PHOTOS & WRITTEN BY: Aaron Scofield
Departing from his usual use of clarinets, keyboards, and strings, Saskatchewan-born singer-songwriter Andy Shauf appeared at PhilaMOCA for a rare, intimate, and reserved solo show. Known for his storytelling and writing abilities, Shauf graced the stage for a sixteen-song set. Shauf found success in 2016 after his album The Party was nominated to receive the Polaris Prize for album of the year. On Sunday night, Shauf played numerous songs from The Party while sprinkling in classics from other works, including Four Songs and The Bearer of Bad News. In addition to these classics, Shauf played six unreleased songs from his upcoming album, rumored to be released in 2019.
An audience of all ages was entranced by just one man and his guitar for over an hour and fifteen minutes. Soft acoustic ballads, heart-wrenching stories, and impressive fingerpicking perfectly matched the ambiance of the warm fall evening. Shauf’s incredible storytelling ability shown through in each song, distinctly in “God Bless the Peaceful Man,” an older song about a desperate man who is thankful to find someone to rob.

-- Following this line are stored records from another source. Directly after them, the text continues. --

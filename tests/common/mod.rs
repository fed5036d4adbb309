//! Common test infrastructure
//!
//! This module provides all the infrastructure needed for end-to-end tests:
//! a mock Baserow instance and an in-process MCP session driver. Tests
//! should only import from this module, not from internal submodules.
//!
//! # Example
//!
//! ```no_run
//! mod common;
//! use common::{MockBaserow, TestMcp, TABLE_1_ID};
//! use serde_json::json;
//!
//! #[tokio::test]
//! async fn test_list_rows() {
//!     let server = MockBaserow::spawn().await;
//!     let mut mcp = TestMcp::with_credentials(&server.base_url);
//!     mcp.initialize().await;
//!
//!     let page = mcp
//!         .call_tool_ok("baserow_list_rows", json!({"table_id": TABLE_1_ID}))
//!         .await;
//!     assert_eq!(page["count"], 2);
//! }
//! ```

mod client;
mod constants;
mod server;

// Public API - this is what tests import
pub use client::TestMcp;
pub use constants::*;
pub use server::MockBaserow;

“My cold heart races, my knuckles white
The sun long set: keeps me out of sight
‘till I turn his shoulder and shake his bones
Oh god bless the peaceful man”
After the second number came to a close, the audience cheered as Shauf launched into his hit from The Party, “Quite Like You.” It was clear that songs from the 2016 album were the ones the audience anticipated, but Shauf commanded total attention with unreleased songs, and even a few short question and answer periods while he tuned.

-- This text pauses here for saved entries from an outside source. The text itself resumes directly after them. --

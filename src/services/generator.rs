//! Synthetic trade feed.
//!
//! Every event is drawn uniformly from the fixed catalogs. The generator is
//! deterministic for a given seed apart from the wall-clock timestamp.

use chrono::Utc;
use rand::rngs::StdRng;
use rand::{Rng, SeedableRng};
use uuid::Builder;

use crate::constants::{feed, COMMODITIES, COUNTRIES};
use crate::events::{TradeDirection, TradeEvent};

pub struct TradeGenerator {
    rng: StdRng,
    last_timestamp: i64,
}

impl TradeGenerator {
    /// Generator seeded from OS entropy.
    pub fn from_entropy() -> Self {
        Self::from_rng(StdRng::from_entropy())
    }

    /// Reproducible generator for a fixed seed.
    pub fn seeded(seed: u64) -> Self {
        Self::from_rng(StdRng::seed_from_u64(seed))
    }

    pub fn from_rng(rng: StdRng) -> Self {
        Self {
            rng,
            last_timestamp: i64::MIN,
        }
    }

    pub fn new(seed: Option<u64>) -> Self {
        match seed {
            Some(seed) => Self::seeded(seed),
            None => Self::from_entropy(),
        }
    }

    /// Produce one event stamped with the current time.
    ///
    /// Timestamps never go backwards across calls, even if the wall clock does.
    pub fn tick(&mut self) -> TradeEvent {
        let now = Utc::now().timestamp_millis().max(self.last_timestamp);
        self.last_timestamp = now;
        self.tick_at(now)
    }

    pub fn tick_at(&mut self, timestamp: i64) -> TradeEvent {
        let origin = self.pick(COUNTRIES);
        // Rejection sampling keeps the draw uniform over the other countries
        let mut destination = self.pick(COUNTRIES);
        while destination == origin {
            destination = self.pick(COUNTRIES);
        }
        let commodity = self.pick(COMMODITIES);
        let value = self.rng.gen_range(feed::MIN_TRADE_VALUE..feed::MAX_TRADE_VALUE);
        let direction = if self.rng.gen_bool(0.5) {
            TradeDirection::Export
        } else {
            TradeDirection::Import
        };
        let id = Builder::from_random_bytes(self.rng.gen()).into_uuid();

        TradeEvent {
            id: id.to_string(),
            origin: origin.to_string(),
            destination: destination.to_string(),
            commodity: commodity.to_string(),
            value,
            timestamp,
            direction,
        }
    }

    fn pick(&mut self, catalog: &'static [&'static str]) -> &'static str {
        catalog[self.rng.gen_range(0..catalog.len())]
    }
}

As a longtime fan of Andy Shauf, I saw the concert as a chance for Shauf to prove himself and continue his success moving from The Party. The unreleased songs were lyrically driven and beautiful in their own ways. “Living Room” told a haunting story of a father angry at himself for dismissing his children and their drawings. “Wedding” told the story of a man who is invited to his old lovers wedding, at which they share one last dance that is both beautiful and woeful.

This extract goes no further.